It’s easy to second guess a manager. With the benefit of hindsight and the comfort of distance, it’s easy to point out mistakes and offer alternatives. When the Yankees aren’t hitting, it’s easy to say that Joe Girardi should shuffle the batting order or play someone off the bench or send a player to Triple-A.
But the Yankees haven’t lost four out of five because of their manager.
With this group of hitters, Girardi is pretty much along for the ride. He should be able to put these hitters in any sort of order and expect better than 3-for-41 with runners in scoring position. The Yankees are top five in baseball in on-base percentage and slugging percentage, and that’s usually a productive combination, but these hitters have not hit in big situations. That’s the problem.
“The players are here, and they’re very good players,” Girardi said. “It’s just playing to your ability.”

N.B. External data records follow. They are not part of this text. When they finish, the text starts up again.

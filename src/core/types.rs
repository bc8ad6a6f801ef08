use super::{DataType, MigrateError, Result, Value};
use serde::{Deserialize, Serialize};
use std::collections::BTreeMap;
use std::fmt;

/// Auto-generated row identifier.
pub type Id = i64;

static NULL: Value = Value::Null;

/// One row of any table, addressed by field name.
#[derive(Debug, Clone, Default, PartialEq, Eq, Serialize, Deserialize)]
#[serde(transparent)]
pub struct Record {
    fields: BTreeMap<String, Value>,
}

impl Record {
    pub fn new() -> Self {
        Self::default()
    }

    /// Builder-style setter, mostly for fixtures.
    pub fn with(mut self, field: impl Into<String>, value: impl Into<Value>) -> Self {
        self.set(field, value);
        self
    }

    /// Returns the field value, `Null` when absent.
    pub fn get(&self, field: &str) -> &Value {
        self.fields.get(field).unwrap_or(&NULL)
    }

    pub fn set(&mut self, field: impl Into<String>, value: impl Into<Value>) {
        self.fields.insert(field.into(), value.into());
    }

    pub fn remove(&mut self, field: &str) -> Option<Value> {
        self.fields.remove(field)
    }

    pub fn contains(&self, field: &str) -> bool {
        self.fields.contains_key(field)
    }

    pub fn id(&self, field: &str) -> Option<Id> {
        self.get(field).as_i64()
    }

    pub fn fields(&self) -> impl Iterator<Item = (&str, &Value)> {
        self.fields.iter().map(|(name, value)| (name.as_str(), value))
    }

    pub fn len(&self) -> usize {
        self.fields.len()
    }

    pub fn is_empty(&self) -> bool {
        self.fields.is_empty()
    }

    /// Copy of the record without `field`.
    pub fn without(&self, field: &str) -> Self {
        let mut copy = self.clone();
        copy.fields.remove(field);
        copy
    }
}

impl FromIterator<(String, Value)> for Record {
    fn from_iter<I: IntoIterator<Item = (String, Value)>>(iter: I) -> Self {
        Self {
            fields: iter.into_iter().collect(),
        }
    }
}

/// How a row is handed to the store.
///
/// `Insert` asks the store for a fresh identifier; `Update` places the row
/// at an explicit identifier. The record never carries the primary key
/// itself, the store writes it from the intent.
#[derive(Debug, Clone, PartialEq)]
pub enum RowIntent {
    Insert(Record),
    Update(Id, Record),
}

impl RowIntent {
    /// Splits `record` on its primary key: a resolvable id becomes `Update`,
    /// a null (or absent) one becomes `Insert`.
    pub fn from_record(mut record: Record, primary_key: Option<&str>) -> Self {
        let Some(pk) = primary_key else {
            return Self::Insert(record);
        };
        match record.remove(pk).and_then(|value| value.as_i64()) {
            Some(id) => Self::Update(id, record),
            None => Self::Insert(record),
        }
    }

    /// Forces an insert-as-new, discarding any identifier.
    pub fn insert_new(record: Record, primary_key: Option<&str>) -> Self {
        match primary_key {
            Some(pk) => Self::Insert(record.without(pk)),
            None => Self::Insert(record),
        }
    }

    pub fn record(&self) -> &Record {
        match self {
            Self::Insert(record) | Self::Update(_, record) => record,
        }
    }

    pub fn explicit_id(&self) -> Option<Id> {
        match self {
            Self::Insert(_) => None,
            Self::Update(id, _) => Some(*id),
        }
    }
}

/// Business identity of a row: the ordered values of its key fields.
///
/// Compared value-by-value, so no delimiter can make two different tuples
/// collide.
#[derive(Debug, Clone, PartialEq, Eq, Hash)]
pub struct IdentityKey(Vec<Value>);

impl IdentityKey {
    pub fn new(values: Vec<Value>) -> Self {
        Self(values)
    }

    pub fn of<S: AsRef<str>>(record: &Record, fields: &[S]) -> Self {
        Self(fields.iter().map(|field| record.get(field.as_ref()).clone()).collect())
    }
}

impl fmt::Display for IdentityKey {
    fn fmt(&self, f: &mut fmt::Formatter<'_>) -> fmt::Result {
        write!(f, "(")?;
        for (idx, value) in self.0.iter().enumerate() {
            if idx > 0 {
                write!(f, ", ")?;
            }
            match value {
                Value::Text(s) => write!(f, "{:?}", s)?,
                other => write!(f, "{}", other)?,
            }
        }
        write!(f, ")")
    }
}

#[derive(Debug, Clone, PartialEq, Serialize, Deserialize)]
pub struct Column {
    pub name: String,
    pub data_type: DataType,
    #[serde(default = "default_nullable")]
    pub nullable: bool,
}

fn default_nullable() -> bool {
    true
}

impl Column {
    pub fn new(name: impl Into<String>, data_type: DataType) -> Self {
        Self {
            name: name.into(),
            data_type,
            nullable: true,
        }
    }

    pub fn not_null(mut self) -> Self {
        self.nullable = false;
        self
    }

    pub fn validate(&self, value: &Value) -> Result<()> {
        if matches!(value, Value::Null) {
            if !self.nullable {
                return Err(MigrateError::ConstraintViolation(format!(
                    "Column '{}' cannot be NULL",
                    self.name
                )));
            }
            return Ok(());
        }

        if !self.data_type.is_compatible(value) {
            return Err(MigrateError::TypeMismatch(format!(
                "Column '{}' expects type {}, got {}",
                self.name,
                self.data_type,
                value.type_name()
            )));
        }

        Ok(())
    }
}

/// Shape of a destination (or source) table.
#[derive(Debug, Clone, PartialEq, Serialize, Deserialize)]
pub struct TableSchema {
    name: String,
    #[serde(default)]
    primary_key: Option<String>,
    columns: Vec<Column>,
}

impl TableSchema {
    pub fn new(name: impl Into<String>, columns: Vec<Column>) -> Self {
        Self {
            name: name.into(),
            primary_key: None,
            columns,
        }
    }

    /// Declares the auto-increment identifier column.
    pub fn with_primary_key(mut self, column: impl Into<String>) -> Self {
        self.primary_key = Some(column.into());
        self
    }

    pub fn name(&self) -> &str {
        &self.name
    }

    pub fn primary_key(&self) -> Option<&str> {
        self.primary_key.as_deref()
    }

    pub fn columns(&self) -> &[Column] {
        &self.columns
    }

    pub fn get_column(&self, name: &str) -> Option<&Column> {
        self.columns.iter().find(|col| col.name == name)
    }

    pub fn has_column(&self, name: &str) -> bool {
        self.get_column(name).is_some()
    }

    /// A record with every column set to `Null`.
    pub fn null_record(&self) -> Record {
        self.columns
            .iter()
            .map(|col| (col.name.clone(), Value::Null))
            .collect()
    }
}

#[cfg(test)]
mod tests {
    use super::*;

    #[test]
    fn test_row_intent_from_record() {
        let record = Record::new().with("attribute_set_id", 9).with("attribute_set_name", "Default");
        match RowIntent::from_record(record.clone(), Some("attribute_set_id")) {
            RowIntent::Update(id, rec) => {
                assert_eq!(id, 9);
                assert!(!rec.contains("attribute_set_id"));
            }
            other => panic!("expected update, got {:?}", other),
        }

        let cleared = record.with("attribute_set_id", Value::Null);
        assert!(matches!(
            RowIntent::from_record(cleared, Some("attribute_set_id")),
            RowIntent::Insert(_)
        ));
    }

    #[test]
    fn test_identity_key_is_collision_safe() {
        // "a-b" + "c" versus "a" + "b-c" used to collide when joined with '-'
        let left = Record::new().with("x", "a-b").with("y", "c");
        let right = Record::new().with("x", "a").with("y", "b-c");
        assert_ne!(IdentityKey::of(&left, &["x", "y"]), IdentityKey::of(&right, &["x", "y"]));
    }

    #[test]
    fn test_identity_key_display() {
        let key = IdentityKey::new(vec![Value::Integer(4), Value::from("Default")]);
        assert_eq!(key.to_string(), "(4, \"Default\")");
    }

    #[test]
    fn test_missing_field_reads_null() {
        let record = Record::new();
        assert!(record.get("anything").is_null());
    }
}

Just yesterday the Blue Jays sent Adam Lind to Triple-A, and the Padres released Orlando Hudson. A few days before that, the Twins optioned Danny Valencia. It’s not unheard of for a team to get rid of somewhat established, everyday players. But the Yankees? With this roster? The Yankees aren’t mix-and-match. They weren’t designed to play the hot hand. This team was put together so that a group of proven players could perform, and the ones who were well past the point of everyday production were assigned specific roles to maximize their remaining value.
The big decisions were made long ago. Success or failure depends entirely on the players doing the job.

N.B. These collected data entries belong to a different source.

//! Store snapshots on disk: the whole [`InMemoryStore`], backups included,
//! as one JSON document.

use super::{InMemoryStore, RecordStore};
use crate::core::{MigrateError, Result};
use chrono::{DateTime, Utc};
use serde::{Deserialize, Serialize};
use std::fs::{self, File};
use std::io::{BufReader, BufWriter, Write};
use std::path::{Path, PathBuf};
use tempfile::NamedTempFile;

pub const SNAPSHOT_FORMAT_VERSION: u32 = 1;

#[derive(Debug, Serialize, Deserialize)]
pub struct StoreSnapshot {
    pub version: u32,
    pub metadata: SnapshotMetadata,
    pub store: InMemoryStore,
}

#[derive(Debug, Serialize, Deserialize)]
pub struct SnapshotMetadata {
    pub saved_at: DateTime<Utc>,
    pub row_count: usize,
    pub table_count: usize,
    pub backup_count: usize,
}

impl StoreSnapshot {
    pub fn new(store: InMemoryStore) -> Self {
        let metadata = SnapshotMetadata {
            saved_at: Utc::now(),
            row_count: store.total_rows(),
            table_count: store.table_names().len(),
            backup_count: store.backup_count(),
        };
        Self {
            version: SNAPSHOT_FORMAT_VERSION,
            metadata,
            store,
        }
    }
}

pub struct SnapshotManager {
    snapshot_path: PathBuf,
}

impl SnapshotManager {
    pub fn new<P: AsRef<Path>>(snapshot_path: P) -> Self {
        Self {
            snapshot_path: snapshot_path.as_ref().to_path_buf(),
        }
    }

    pub fn path(&self) -> &Path {
        &self.snapshot_path
    }

    /// Writes through a temp file in the same directory, then renames it
    /// over the target.
    pub fn save(&self, store: &InMemoryStore) -> Result<()> {
        let parent = match self.snapshot_path.parent() {
            Some(parent) if !parent.as_os_str().is_empty() => parent.to_path_buf(),
            _ => PathBuf::from("."),
        };
        fs::create_dir_all(&parent)
            .map_err(|e| MigrateError::IoError(format!("Failed to create snapshot directory: {}", e)))?;

        let snapshot = StoreSnapshot::new(store.clone());
        let temp = NamedTempFile::new_in(&parent)
            .map_err(|e| MigrateError::IoError(format!("Failed to create temp file: {}", e)))?;
        {
            let mut writer = BufWriter::new(temp.as_file());
            serde_json::to_writer_pretty(&mut writer, &snapshot)?;
            writer
                .flush()
                .map_err(|e| MigrateError::IoError(format!("Failed to flush snapshot: {}", e)))?;
        }
        temp.as_file()
            .sync_all()
            .map_err(|e| MigrateError::IoError(format!("Failed to sync snapshot: {}", e)))?;
        temp.persist(&self.snapshot_path)
            .map_err(|e| MigrateError::IoError(format!("Failed to rename snapshot: {}", e)))?;
        Ok(())
    }

    /// Loads the store. Accepts either a full snapshot or a bare store
    /// document (`{"tables": {...}}`), which is how fixtures are usually
    /// written by hand.
    pub fn load(&self) -> Result<InMemoryStore> {
        let file = File::open(&self.snapshot_path).map_err(|e| {
            MigrateError::IoError(format!(
                "Failed to open '{}': {}",
                self.snapshot_path.display(),
                e
            ))
        })?;
        let document: serde_json::Value = serde_json::from_reader(BufReader::new(file))?;

        if document.get("store").is_some() {
            let snapshot: StoreSnapshot = serde_json::from_value(document)?;
            if snapshot.version > SNAPSHOT_FORMAT_VERSION {
                return Err(MigrateError::Storage(format!(
                    "Snapshot format {} is newer than supported {}",
                    snapshot.version, SNAPSHOT_FORMAT_VERSION
                )));
            }
            return Ok(snapshot.store);
        }

        Ok(serde_json::from_value(document)?)
    }

    pub fn exists(&self) -> bool {
        self.snapshot_path.exists()
    }
}
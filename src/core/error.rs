use thiserror::Error;

#[derive(Error, Debug)]
pub enum MigrateError {
    #[error("Table '{0}' already exists")]
    TableExists(String),

    #[error("Table '{0}' not found")]
    TableNotFound(String),

    #[error("Column '{0}' not found in table '{1}'")]
    ColumnNotFound(String, String),

    #[error("Type mismatch: {0}")]
    TypeMismatch(String),

    #[error("Constraint violation: {0}")]
    ConstraintViolation(String),

    #[error("Storage error: {0}")]
    Storage(String),

    #[error("I/O error: {0}")]
    IoError(String),

    #[error("Inconsistent baseline: {0}")]
    InconsistentBaseline(String),

    #[error("Configuration error: {0}")]
    Config(String),

    #[error("Transform error: {0}")]
    Transform(String),
}

impl MigrateError {
    /// True for failures raised by the record store itself.
    ///
    /// These are surfaced to the caller untouched; recovery is always
    /// `rollback()` followed by a re-run.
    pub fn is_storage_failure(&self) -> bool {
        matches!(
            self,
            Self::TableExists(_)
                | Self::TableNotFound(_)
                | Self::ColumnNotFound(_, _)
                | Self::TypeMismatch(_)
                | Self::ConstraintViolation(_)
                | Self::Storage(_)
                | Self::IoError(_)
        )
    }
}

pub type Result<T> = std::result::Result<T, MigrateError>;

impl From<std::io::Error> for MigrateError {
    fn from(err: std::io::Error) -> Self {
        Self::IoError(err.to_string())
    }
}

impl From<serde_json::Error> for MigrateError {
    fn from(err: serde_json::Error) -> Self {
        Self::Storage(format!("JSON: {}", err))
    }
}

Russell Martin has been bad at the plate. But who is there to replace him? Robinson Cano is hitting .176 with runners in scoring position. But is there a player the Yankees can trade for who they’d rather have in a big spot? Steve Pearce has an impressive Triple-A slash line. But on a day-to-day basis, is he really a smarter option than Mark Teixeira and his .228 batting average?

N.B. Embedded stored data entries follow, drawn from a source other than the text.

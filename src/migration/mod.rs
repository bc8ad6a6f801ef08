//! EAV taxonomy migration.
//!
//! Four stages run strictly in order, each publishing identity maps the
//! next one reads:
//!
//! 1. attribute sets, then attribute groups ([`taxonomy`])
//! 2. attributes ([`attributes`])
//! 3. entity-attribute assignments ([`assignments`])
//! 4. configured join tables ([`join_tables`])
//!
//! Every table is backed up right before its first write. A failed run is
//! undone with [`EavMigration::rollback`]; a successful one is confirmed
//! with [`EavMigration::delete_backups`].

pub mod assignments;
pub mod attributes;
pub mod baseline;
pub mod identity;
pub mod join_tables;
pub mod report;
pub mod stage;
pub mod taxonomy;

pub use attributes::AttributeMaps;
pub use baseline::BaselineSnapshot;
pub use identity::{EntityKind, IdentityMap, KeyIndex, resolve_attribute_cross_schema};
pub use report::{MigrationReport, TableReport, UnresolvedReference};
pub use stage::MigrationContext;
pub use taxonomy::TaxonomyMaps;

use crate::config::{MigrationConfig, TableMapper};
use crate::core::Result;
use crate::progress::{ProgressSink, SilentProgress};
use crate::storage::RecordStore;
use crate::transform::{FieldTransformer, MappingTransformer};
use log::info;
use tracing::info_span;

/// Identity maps and statistics of a completed run.
#[derive(Debug, Clone)]
pub struct MigrationOutcome {
    pub sets: IdentityMap,
    pub groups: IdentityMap,
    pub attributes: IdentityMap,
    pub report: MigrationReport,
}

/// A migration run from `source` into `destination`.
///
/// # Examples
///
/// ```no_run
/// use eav_migrate::{EavMigration, InMemoryStore, MigrationConfig};
///
/// # fn main() -> eav_migrate::Result<()> {
/// let source = InMemoryStore::new();
/// let mut destination = InMemoryStore::new();
/// let config = MigrationConfig::new();
///
/// let mut migration = EavMigration::new(&source, &mut destination, &config);
/// match migration.perform() {
///     Ok(_) => migration.delete_backups()?,
///     Err(_) => migration.rollback()?,
/// }
/// # Ok(())
/// # }
/// ```
pub struct EavMigration<'a> {
    source: &'a dyn RecordStore,
    destination: &'a mut dyn RecordStore,
    config: &'a MigrationConfig,
    transformer: Box<dyn FieldTransformer + 'a>,
    progress: Box<dyn ProgressSink + 'a>,
}

impl<'a> EavMigration<'a> {
    /// Uses a [`MappingTransformer`] built from the configured rules and no
    /// progress reporting.
    pub fn new(
        source: &'a dyn RecordStore,
        destination: &'a mut dyn RecordStore,
        config: &'a MigrationConfig,
    ) -> Self {
        Self {
            source,
            destination,
            config,
            transformer: Box::new(MappingTransformer::new(config.transform.clone())),
            progress: Box::new(SilentProgress),
        }
    }

    pub fn with_transformer(mut self, transformer: impl FieldTransformer + 'a) -> Self {
        self.transformer = Box::new(transformer);
        self
    }

    pub fn with_progress(mut self, progress: impl ProgressSink + 'a) -> Self {
        self.progress = Box::new(progress);
        self
    }

    /// One step per migrated table.
    pub fn iterations_count(&self) -> usize {
        eav_table_count() + self.config.join_tables.len()
    }

    /// Destination tables touched by a run, in forward order.
    pub fn documents(&self) -> Vec<String> {
        self.config
            .source_tables()
            .into_iter()
            .map(|table| self.config.destination_table(table))
            .collect()
    }

    pub fn perform(&mut self) -> Result<MigrationOutcome> {
        self.config.validate()?;
        self.progress.start(self.iterations_count());
        let outcome = self.run_stages();
        self.progress.finish();

        if let Ok(outcome) = &outcome {
            info!(
                "EAV migration done: {} rows written, {} rows dropped",
                outcome.report.rows_written(),
                outcome.report.dropped().count()
            );
        }
        outcome
    }

    fn run_stages(&mut self) -> Result<MigrationOutcome> {
        let baseline = BaselineSnapshot::capture(self.source, &*self.destination, self.config)?;
        let mut ctx = MigrationContext::new(
            self.source,
            &mut *self.destination,
            self.config,
            self.transformer.as_ref(),
        );
        let mut report = MigrationReport::default();

        let sets = {
            let span = info_span!("eav.stage", stage = "attribute_sets");
            let _enter = span.enter();
            let (sets, sets_report) = taxonomy::migrate_attribute_sets(&mut ctx, &baseline)?;
            report.tables.push(sets_report);
            self.progress.advance();
            sets
        };

        let groups = {
            let span = info_span!("eav.stage", stage = "attribute_groups");
            let _enter = span.enter();
            let (groups, groups_report) = taxonomy::migrate_attribute_groups(&mut ctx, &baseline, &sets)?;
            report.tables.push(groups_report);
            self.progress.advance();
            groups
        };
        let taxonomy = TaxonomyMaps { sets, groups };

        let attributes = {
            let span = info_span!("eav.stage", stage = "attributes");
            let _enter = span.enter();
            let (maps, attributes_report) = attributes::migrate_attributes(&mut ctx, &baseline)?;
            report.tables.push(attributes_report);
            self.progress.advance();
            maps
        };

        {
            let span = info_span!("eav.stage", stage = "entity_attributes");
            let _enter = span.enter();
            let assignments_report =
                assignments::migrate_entity_attributes(&mut ctx, &taxonomy, &attributes.attributes)?;
            report.tables.push(assignments_report);
            self.progress.advance();
        }

        for spec in &self.config.join_tables {
            let span = info_span!("eav.stage", stage = "join_table", table = %spec.name);
            let _enter = span.enter();
            let table_report =
                join_tables::migrate_join_table(&mut ctx, spec, &baseline, &taxonomy, &attributes)?;
            report.tables.push(table_report);
            self.progress.advance();
        }

        Ok(MigrationOutcome {
            sets: taxonomy.sets,
            groups: taxonomy.groups,
            attributes: attributes.attributes,
            report,
        })
    }

    /// Restores every backed-up table, in forward order. Tables the run
    /// never reached have no backup and are left alone.
    pub fn rollback(&mut self) -> Result<()> {
        for table in self.documents() {
            self.destination.rollback(&table)?;
        }
        info!("EAV migration rolled back");
        Ok(())
    }

    /// Discards the backups once the run is confirmed.
    pub fn delete_backups(&mut self) -> Result<()> {
        for table in self.documents() {
            self.destination.delete_backup(&table)?;
        }
        info!("EAV migration backups deleted");
        Ok(())
    }
}

fn eav_table_count() -> usize {
    crate::eav::TAXONOMY_TABLES.len()
}

#[cfg(test)]
mod tests {
    use super::*;
    use crate::config::JoinTableSpec;
    use crate::core::MigrateError;
    use crate::storage::InMemoryStore;

    #[test]
    fn test_documents_follow_renames() {
        let source = InMemoryStore::new();
        let mut destination = InMemoryStore::new();
        let config = MigrationConfig::empty()
            .rename_table("eav_attribute_label", "eav_attribute_store_label")
            .join_table(JoinTableSpec::new("eav_attribute_label"));

        let migration = EavMigration::new(&source, &mut destination, &config);

        assert_eq!(migration.iterations_count(), 5);
        assert_eq!(
            migration.documents(),
            vec![
                "eav_attribute_set",
                "eav_attribute_group",
                "eav_attribute",
                "eav_entity_attribute",
                "eav_attribute_store_label",
            ]
        );
    }

    #[test]
    fn test_rollback_without_run_is_noop() {
        let source = InMemoryStore::new();
        let mut destination = InMemoryStore::new();
        let config = MigrationConfig::new();

        let mut migration = EavMigration::new(&source, &mut destination, &config);
        migration.rollback().unwrap();
        migration.delete_backups().unwrap();
    }

    #[test]
    fn test_perform_rejects_tables_sharing_a_destination() {
        let source = InMemoryStore::new();
        let mut destination = InMemoryStore::new();
        let config = MigrationConfig::empty()
            .rename_table("eav_attribute_label", "eav_attribute_store_label")
            .join_table(JoinTableSpec::new("eav_attribute_label"))
            .join_table(JoinTableSpec::new("eav_attribute_store_label"));

        let mut migration = EavMigration::new(&source, &mut destination, &config);
        let err = migration.perform().unwrap_err();
        drop(migration);

        assert!(matches!(err, MigrateError::Config(_)));
        assert_eq!(destination.backup_count(), 0);
    }
}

The Yankees lineup is not made up of Lind, Hudson and Valencia.
If Brett Gardner were struggling, he might not have the track record to deserve continued playing time. If Raul Ibanez had been stone cold all year, it might be time to move on. When Eduardo Nunez couldn’t make plays, the Yankees demoted him. When aging Jorge Posada kept struggling last season, he was dumped to a part-time role. When Randy Winn couldn’t hit two years ago, the Yankees released him.
“There’s always a point where you do it,” Girardi said.
But that point is not 38 games into the season. Not with a group of players like this.
“I think you have to be careful because this is not a game you play once a week,” Girardi said. “This is a game that you play every day. Hitters are going to go through peaks and valleys, and if you start trying to time it, it’s probably like trying to time the market. It can be dangerous. As I always talk about, you’re always managing personalities and egos, too. These guys have done it for us. Every year we look up and Tex has 30 (home runs) and 100-plus (RBI). Would I like every one of my guys to hit .350 and have an on-base of .425 with 35 homers? Hell yeah I would. But that’s not going to happen. It’s not. So you have to be patient.”
Patience isn’t exciting, but when it’s up to the players to turn things around, the best thing a manager can do is get out of the way and wait for it to happen. If it doesn’t happen, the failed decisions will be the ones made long before Girardi made out the lineup card.